(The task) First find the line with "prediction available for" in the entries below, then set down exactly every line through the line with "impl From<ScorerError> for", that line included.

[[ Dataset entries open ]]

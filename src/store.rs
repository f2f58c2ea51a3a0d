//! Process-scoped tracking state shared by ingestion and refresh.
//!
//! [`StoreCoordinator`] owns every user's [`EventWindow`] and the
//! [`PredictionCache`]. All mutation (append, feature recompute, cache
//! commit) runs inside one exclusive async section, so ingest-triggered
//! updates and scheduled refreshes are linearized in the order they acquire
//! it. Cache reads bypass that section and return the last committed entry.
//! Concurrent ingests for different users contend on the same section.

use crate::core::coach;
use crate::core::features::FeaturePipeline;
use crate::core::prediction::{CacheEntry, PredictionCache};
use crate::core::sample::Sample;
use crate::core::windowing::EventWindow;
use crate::scorer::{Scorer, ScorerError};
use chrono_tz::Tz;
use std::collections::BTreeMap;
use std::sync::atomic::{AtomicUsize, Ordering};
use std::sync::Arc;
use tokio::sync::{watch, Mutex};
use tracing::{debug, warn};

/// Construction-time settings for the store.
#[derive(Debug, Clone)]
pub struct StoreSettings {
    /// Ring buffer capacity per user
    pub max_events_per_user: usize,
    /// Maximum insight messages per entry
    pub max_insights: usize,
    /// Timezone for time-of-day features
    pub timezone: Tz,
}

impl Default for StoreSettings {
    fn default() -> Self {
        Self {
            max_events_per_user: 12 * 60,
            max_insights: 3,
            timezone: Tz::UTC,
        }
    }
}

/// Result of ingesting one sample.
#[derive(Debug, Clone, PartialEq)]
pub struct IngestOutcome {
    /// Samples now stored for the user
    pub stored_count: usize,
    /// Probability of the user's cache entry after the update
    pub last_probability: Option<f64>,
}

/// Health summary.
#[derive(Debug, Clone, Copy, PartialEq, Eq)]
pub struct HealthStats {
    pub tracked_user_count: usize,
    pub feature_count: usize,
}

/// Outcome of one refresh cycle.
#[derive(Debug, Clone, Copy, Default, PartialEq, Eq)]
pub struct RefreshReport {
    pub refreshed: usize,
    /// Users with an empty window
    pub skipped: usize,
    pub failed: usize,
    /// Cancellation was observed before every user was visited
    pub cancelled: bool,
}

/// Store errors.
#[derive(Debug, Clone, PartialEq)]
pub enum StoreError {
    /// No cache entry for the user yet
    NotFound(String),
    /// Feature computation on a user with no stored samples
    EmptyWindow(String),
    /// Scorer failure, previous entry retained
    Scorer(ScorerError),
}

impl std::fmt::Display for StoreError {
    fn fmt(&self, f: &mut std::fmt::Formatter<'_>) -> std::fmt::Result {
        match self {
            StoreError::NotFound(user) => write!(f, "no prediction available for user '{user}'"),
            StoreError::EmptyWindow(user) => write!(f, "no samples stored for user '{user}'"),
            StoreError::Scorer(e) => write!(f, "scoring failed: {e}"),
        }
    }
}

impl std::error::Error for StoreError {}

impl From<ScorerError> for StoreError {
    fn from(e: ScorerError) -> Self {
        StoreError::Scorer(e)
    }
}

/// Owner of all per-user windows and cached predictions.
pub struct StoreCoordinator {
    /// Exclusive section guarding every window
    windows: Mutex<BTreeMap<String, EventWindow>>,
    /// Mirrors `windows.len()` for lock-free health reads
    tracked_users: AtomicUsize,
    cache: PredictionCache,
    pipeline: FeaturePipeline,
    scorer: Arc<dyn Scorer>,
    max_events_per_user: usize,
}

impl StoreCoordinator {
    /// Create an empty store scoring with `scorer`.
    pub fn new(scorer: Arc<dyn Scorer>, settings: StoreSettings) -> Self {
        let pipeline = FeaturePipeline::new(scorer.feature_names().to_vec())
            .with_timezone(settings.timezone);
        Self::with_pipeline(scorer, pipeline, settings)
    }

    /// Create a store with a custom pipeline.
    ///
    /// The pipeline's feature list should match the scorer's.
    pub fn with_pipeline(
        scorer: Arc<dyn Scorer>,
        pipeline: FeaturePipeline,
        settings: StoreSettings,
    ) -> Self {
        let unproduced = pipeline.unproduced_features();
        if !unproduced.is_empty() {
            warn!(
                count = unproduced.len(),
                features = ?unproduced,
                "model requests features the pipeline never produces; they will be zero-filled"
            );
        }

        Self {
            windows: Mutex::new(BTreeMap::new()),
            tracked_users: AtomicUsize::new(0),
            cache: PredictionCache::new(settings.max_insights),
            pipeline,
            scorer,
            max_events_per_user: settings.max_events_per_user,
        }
    }

    /// Append a sample and synchronously recompute the user's entry.
    ///
    /// The sample is stored even when scoring fails; the error is returned
    /// and the previous entry is kept.
    pub async fn ingest(&self, sample: Sample) -> Result<IngestOutcome, StoreError> {
        let user_id = sample.user_id.clone();
        let mut windows = self.windows.lock().await;

        let window = windows.entry(user_id.clone()).or_insert_with(|| {
            self.tracked_users.fetch_add(1, Ordering::Relaxed);
            debug!(user_id = %user_id, "tracking new user");
            EventWindow::new(self.max_events_per_user)
        });
        window.append(sample);
        let stored_count = window.len();

        let entry = self.recompute(&user_id, window)?;
        debug!(
            user_id = %user_id,
            stored_count,
            probability = entry.probability,
            risk_level = %entry.risk_level,
            "ingested sample"
        );

        Ok(IngestOutcome {
            stored_count,
            last_probability: Some(entry.probability),
        })
    }

    /// Last committed prediction for a user.
    pub fn get_prediction(&self, user_id: &str) -> Result<Arc<CacheEntry>, StoreError> {
        self.cache
            .get(user_id)
            .ok_or_else(|| StoreError::NotFound(user_id.to_string()))
    }

    /// Insights of the last committed prediction for a user.
    pub fn get_insights(&self, user_id: &str) -> Result<Vec<String>, StoreError> {
        self.get_prediction(user_id).map(|entry| entry.insights.clone())
    }

    /// Last committed prediction plus coaching recommendations.
    pub fn get_coaching(
        &self,
        user_id: &str,
    ) -> Result<(Arc<CacheEntry>, &'static [&'static str]), StoreError> {
        let entry = self.get_prediction(user_id)?;
        let recommendations = coach::recommendations(entry.risk_level);
        Ok((entry, recommendations))
    }

    pub fn health(&self) -> HealthStats {
        HealthStats {
            tracked_user_count: self.tracked_users.load(Ordering::Relaxed),
            feature_count: self.pipeline.feature_names().len(),
        }
    }

    /// Copy of a user's stored samples, oldest first.
    pub async fn window_snapshot(&self, user_id: &str) -> Option<Arc<[Sample]>> {
        self.windows.lock().await.get(user_id).map(EventWindow::snapshot)
    }

    /// Empty a user's window while keeping the user tracked.
    ///
    /// The cached entry is left in place; refreshes skip the user until new
    /// samples arrive.
    pub async fn clear_window(&self, user_id: &str) -> bool {
        match self.windows.lock().await.get_mut(user_id) {
            Some(window) => {
                window.clear();
                true
            }
            None => false,
        }
    }

    /// Recompute every tracked user's entry.
    ///
    /// Cancellation is checked between users; each user's update is atomic.
    /// A failure for one user is logged and the cycle continues.
    pub async fn refresh_all(&self, cancel: &watch::Receiver<bool>) -> RefreshReport {
        let windows = self.windows.lock().await;
        let mut report = RefreshReport::default();

        for (user_id, window) in windows.iter() {
            if *cancel.borrow() {
                report.cancelled = true;
                break;
            }
            match self.recompute(user_id, window) {
                Ok(_) => report.refreshed += 1,
                Err(StoreError::EmptyWindow(_)) => {
                    debug!(user_id = %user_id, "skipping refresh for empty window");
                    report.skipped += 1;
                }
                Err(e) => {
                    warn!(user_id = %user_id, error = %e, "refresh failed for user");
                    report.failed += 1;
                }
            }
        }

        report
    }

    pub fn pipeline(&self) -> &FeaturePipeline {
        &self.pipeline
    }

    fn recompute(&self, user_id: &str, window: &EventWindow) -> Result<Arc<CacheEntry>, StoreError> {
        let snapshot = window.snapshot();
        let vector = self
            .pipeline
            .compute(&snapshot)
            .map_err(|_| StoreError::EmptyWindow(user_id.to_string()))?;
        Ok(self.cache.update(user_id, &vector, self.scorer.as_ref())?)
    }
}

[[ Dataset entries closed ]]

(Response to this task)
            StoreError::NotFound(user) => write!(f, "no prediction available for user '{user}'"),
            StoreError::EmptyWindow(user) => write!(f, "no samples stored for user '{user}'"),
            StoreError::Scorer(e) => write!(f, "scoring failed: {e}"),
        }
    }
}

impl std::error::Error for StoreError {}

impl From<ScorerError> for StoreError {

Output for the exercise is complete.